--- WHAT IS BEING ASKED ---
Every line below between the one holding "here turns the" and the one holding "pub const BACKEND_CONFIG_KEY: &str", inclusive, should be copied exactly, and no other line.

--- DATA EXTRACTS ---
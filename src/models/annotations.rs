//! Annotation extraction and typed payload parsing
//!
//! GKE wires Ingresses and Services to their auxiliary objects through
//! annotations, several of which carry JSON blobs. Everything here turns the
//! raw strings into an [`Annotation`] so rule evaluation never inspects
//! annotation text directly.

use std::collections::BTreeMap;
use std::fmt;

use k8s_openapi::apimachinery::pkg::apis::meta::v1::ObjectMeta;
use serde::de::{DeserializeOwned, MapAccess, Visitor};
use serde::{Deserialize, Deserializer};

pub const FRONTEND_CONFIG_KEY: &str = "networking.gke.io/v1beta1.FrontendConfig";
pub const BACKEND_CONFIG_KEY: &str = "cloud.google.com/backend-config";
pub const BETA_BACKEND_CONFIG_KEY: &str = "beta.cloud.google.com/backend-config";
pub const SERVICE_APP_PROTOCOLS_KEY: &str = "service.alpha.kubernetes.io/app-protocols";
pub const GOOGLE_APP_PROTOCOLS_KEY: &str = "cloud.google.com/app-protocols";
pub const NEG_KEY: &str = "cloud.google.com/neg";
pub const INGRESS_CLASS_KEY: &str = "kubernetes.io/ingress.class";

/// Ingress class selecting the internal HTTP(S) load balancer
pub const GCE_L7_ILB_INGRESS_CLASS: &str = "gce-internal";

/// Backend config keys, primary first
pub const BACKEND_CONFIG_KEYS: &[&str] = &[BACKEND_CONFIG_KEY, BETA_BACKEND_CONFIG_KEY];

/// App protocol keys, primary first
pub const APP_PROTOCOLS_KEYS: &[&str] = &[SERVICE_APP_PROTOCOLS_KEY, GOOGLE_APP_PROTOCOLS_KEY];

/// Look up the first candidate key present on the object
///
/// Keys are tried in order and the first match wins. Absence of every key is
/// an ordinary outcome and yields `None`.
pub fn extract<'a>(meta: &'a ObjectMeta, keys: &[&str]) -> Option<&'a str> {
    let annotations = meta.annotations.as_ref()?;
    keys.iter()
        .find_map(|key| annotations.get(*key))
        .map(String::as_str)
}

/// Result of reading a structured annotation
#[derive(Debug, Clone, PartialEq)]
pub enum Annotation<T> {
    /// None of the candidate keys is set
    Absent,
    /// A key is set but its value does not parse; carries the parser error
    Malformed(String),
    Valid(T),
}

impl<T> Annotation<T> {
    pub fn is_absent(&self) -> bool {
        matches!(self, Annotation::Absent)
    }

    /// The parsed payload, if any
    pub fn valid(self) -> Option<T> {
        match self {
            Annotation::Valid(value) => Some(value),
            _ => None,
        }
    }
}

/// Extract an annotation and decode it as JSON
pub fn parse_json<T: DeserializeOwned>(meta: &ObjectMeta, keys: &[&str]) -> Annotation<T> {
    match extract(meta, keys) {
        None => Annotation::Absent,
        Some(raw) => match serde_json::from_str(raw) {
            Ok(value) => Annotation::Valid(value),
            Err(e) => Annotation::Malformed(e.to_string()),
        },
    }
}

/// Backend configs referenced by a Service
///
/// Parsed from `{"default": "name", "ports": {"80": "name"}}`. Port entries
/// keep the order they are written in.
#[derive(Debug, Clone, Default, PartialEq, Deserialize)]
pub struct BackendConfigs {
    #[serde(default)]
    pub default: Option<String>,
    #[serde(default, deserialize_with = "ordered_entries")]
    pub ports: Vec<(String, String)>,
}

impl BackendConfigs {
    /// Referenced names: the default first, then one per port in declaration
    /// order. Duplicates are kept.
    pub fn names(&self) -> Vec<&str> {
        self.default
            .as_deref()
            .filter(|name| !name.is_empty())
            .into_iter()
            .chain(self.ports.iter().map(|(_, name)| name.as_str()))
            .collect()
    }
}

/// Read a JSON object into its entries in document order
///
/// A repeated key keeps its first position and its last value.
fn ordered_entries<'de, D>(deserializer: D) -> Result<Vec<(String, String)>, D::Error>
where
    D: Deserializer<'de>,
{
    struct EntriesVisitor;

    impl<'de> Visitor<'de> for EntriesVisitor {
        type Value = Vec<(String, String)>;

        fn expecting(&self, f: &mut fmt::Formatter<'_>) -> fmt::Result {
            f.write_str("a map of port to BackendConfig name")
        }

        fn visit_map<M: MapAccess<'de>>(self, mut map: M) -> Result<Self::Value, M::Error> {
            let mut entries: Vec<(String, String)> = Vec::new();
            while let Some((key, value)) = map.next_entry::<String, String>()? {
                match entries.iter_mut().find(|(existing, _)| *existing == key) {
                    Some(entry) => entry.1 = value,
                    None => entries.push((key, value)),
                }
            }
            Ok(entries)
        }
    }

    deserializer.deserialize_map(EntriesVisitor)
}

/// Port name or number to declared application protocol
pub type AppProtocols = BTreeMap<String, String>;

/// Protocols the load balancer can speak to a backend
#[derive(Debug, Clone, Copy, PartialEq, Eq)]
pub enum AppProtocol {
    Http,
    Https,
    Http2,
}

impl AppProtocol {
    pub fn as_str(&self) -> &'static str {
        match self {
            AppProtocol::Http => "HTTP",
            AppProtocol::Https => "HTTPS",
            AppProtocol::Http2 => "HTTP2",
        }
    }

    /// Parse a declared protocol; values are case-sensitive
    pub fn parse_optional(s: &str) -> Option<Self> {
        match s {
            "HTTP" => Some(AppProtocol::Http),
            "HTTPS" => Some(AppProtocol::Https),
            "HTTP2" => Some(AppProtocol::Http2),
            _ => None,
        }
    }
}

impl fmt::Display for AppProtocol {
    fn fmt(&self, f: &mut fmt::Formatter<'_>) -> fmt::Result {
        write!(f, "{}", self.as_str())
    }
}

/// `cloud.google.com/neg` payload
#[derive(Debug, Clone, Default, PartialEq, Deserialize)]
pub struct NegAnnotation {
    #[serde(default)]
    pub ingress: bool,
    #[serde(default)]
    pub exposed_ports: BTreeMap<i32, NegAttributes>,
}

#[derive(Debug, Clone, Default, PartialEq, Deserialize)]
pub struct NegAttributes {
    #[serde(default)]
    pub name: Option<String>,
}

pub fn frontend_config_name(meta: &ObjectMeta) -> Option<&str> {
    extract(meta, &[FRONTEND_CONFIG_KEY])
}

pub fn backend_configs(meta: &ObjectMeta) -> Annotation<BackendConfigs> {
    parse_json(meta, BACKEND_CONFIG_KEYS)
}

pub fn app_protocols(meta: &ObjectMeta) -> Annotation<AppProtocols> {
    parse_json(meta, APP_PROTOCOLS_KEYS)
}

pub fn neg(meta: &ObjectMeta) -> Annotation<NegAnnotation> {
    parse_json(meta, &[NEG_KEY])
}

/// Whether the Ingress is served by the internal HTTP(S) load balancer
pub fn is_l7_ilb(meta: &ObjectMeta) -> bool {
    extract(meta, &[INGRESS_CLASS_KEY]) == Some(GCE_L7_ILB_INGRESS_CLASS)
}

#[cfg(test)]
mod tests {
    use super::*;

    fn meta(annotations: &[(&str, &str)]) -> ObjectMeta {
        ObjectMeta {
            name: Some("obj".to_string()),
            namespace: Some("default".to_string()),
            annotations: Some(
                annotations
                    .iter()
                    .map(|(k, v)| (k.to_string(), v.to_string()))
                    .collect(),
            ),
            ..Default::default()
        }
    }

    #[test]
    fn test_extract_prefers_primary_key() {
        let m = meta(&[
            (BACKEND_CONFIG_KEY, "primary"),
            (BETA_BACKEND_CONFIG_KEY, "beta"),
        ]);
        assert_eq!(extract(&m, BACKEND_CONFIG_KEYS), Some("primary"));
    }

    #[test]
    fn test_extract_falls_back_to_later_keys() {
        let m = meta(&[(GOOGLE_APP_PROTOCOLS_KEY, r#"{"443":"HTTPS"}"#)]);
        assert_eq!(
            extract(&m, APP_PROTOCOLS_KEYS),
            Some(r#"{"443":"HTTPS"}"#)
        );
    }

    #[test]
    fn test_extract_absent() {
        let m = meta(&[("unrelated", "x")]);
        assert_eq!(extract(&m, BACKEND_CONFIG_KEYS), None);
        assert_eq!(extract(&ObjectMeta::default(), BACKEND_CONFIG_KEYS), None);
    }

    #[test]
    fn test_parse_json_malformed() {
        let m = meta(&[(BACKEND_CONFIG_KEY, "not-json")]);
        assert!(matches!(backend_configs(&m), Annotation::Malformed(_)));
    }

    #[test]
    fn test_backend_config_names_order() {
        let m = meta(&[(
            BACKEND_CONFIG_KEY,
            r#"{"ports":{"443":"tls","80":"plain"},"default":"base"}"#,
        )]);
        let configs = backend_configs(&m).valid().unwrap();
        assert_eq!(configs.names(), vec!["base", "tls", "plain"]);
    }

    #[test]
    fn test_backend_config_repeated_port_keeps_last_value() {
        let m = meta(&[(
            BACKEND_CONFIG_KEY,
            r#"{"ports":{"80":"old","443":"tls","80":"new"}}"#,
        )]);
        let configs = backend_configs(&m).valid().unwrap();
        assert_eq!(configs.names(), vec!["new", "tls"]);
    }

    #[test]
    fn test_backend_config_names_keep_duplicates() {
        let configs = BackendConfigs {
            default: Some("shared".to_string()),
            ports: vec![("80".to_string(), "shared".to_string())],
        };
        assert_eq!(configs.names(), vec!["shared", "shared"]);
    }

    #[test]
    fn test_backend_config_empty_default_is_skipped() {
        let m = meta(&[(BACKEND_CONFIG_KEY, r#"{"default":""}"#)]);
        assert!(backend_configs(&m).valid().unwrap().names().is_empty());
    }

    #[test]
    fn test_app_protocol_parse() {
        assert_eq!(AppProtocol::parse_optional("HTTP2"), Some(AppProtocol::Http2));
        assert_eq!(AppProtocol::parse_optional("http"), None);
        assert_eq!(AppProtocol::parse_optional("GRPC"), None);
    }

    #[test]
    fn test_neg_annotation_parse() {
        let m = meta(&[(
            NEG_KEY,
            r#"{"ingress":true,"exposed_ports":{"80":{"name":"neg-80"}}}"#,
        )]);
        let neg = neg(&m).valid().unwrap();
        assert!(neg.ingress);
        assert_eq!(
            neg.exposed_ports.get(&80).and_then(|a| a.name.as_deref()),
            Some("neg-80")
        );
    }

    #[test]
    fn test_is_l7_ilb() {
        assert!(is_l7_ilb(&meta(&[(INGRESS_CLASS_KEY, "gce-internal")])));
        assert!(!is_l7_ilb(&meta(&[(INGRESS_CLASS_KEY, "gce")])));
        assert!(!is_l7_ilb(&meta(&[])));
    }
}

--- ANSWER BOX ---
//! annotations, several of which carry JSON blobs. Everything here turns the
//! raw strings into an [`Annotation`] so rule evaluation never inspects
//! annotation text directly.

use std::collections::BTreeMap;
use std::fmt;

use k8s_openapi::apimachinery::pkg::apis::meta::v1::ObjectMeta;
use serde::de::{DeserializeOwned, MapAccess, Visitor};
use serde::{Deserialize, Deserializer};

pub const FRONTEND_CONFIG_KEY: &str = "networking.gke.io/v1beta1.FrontendConfig";
pub const BACKEND_CONFIG_KEY: &str = "cloud.google.com/backend-config";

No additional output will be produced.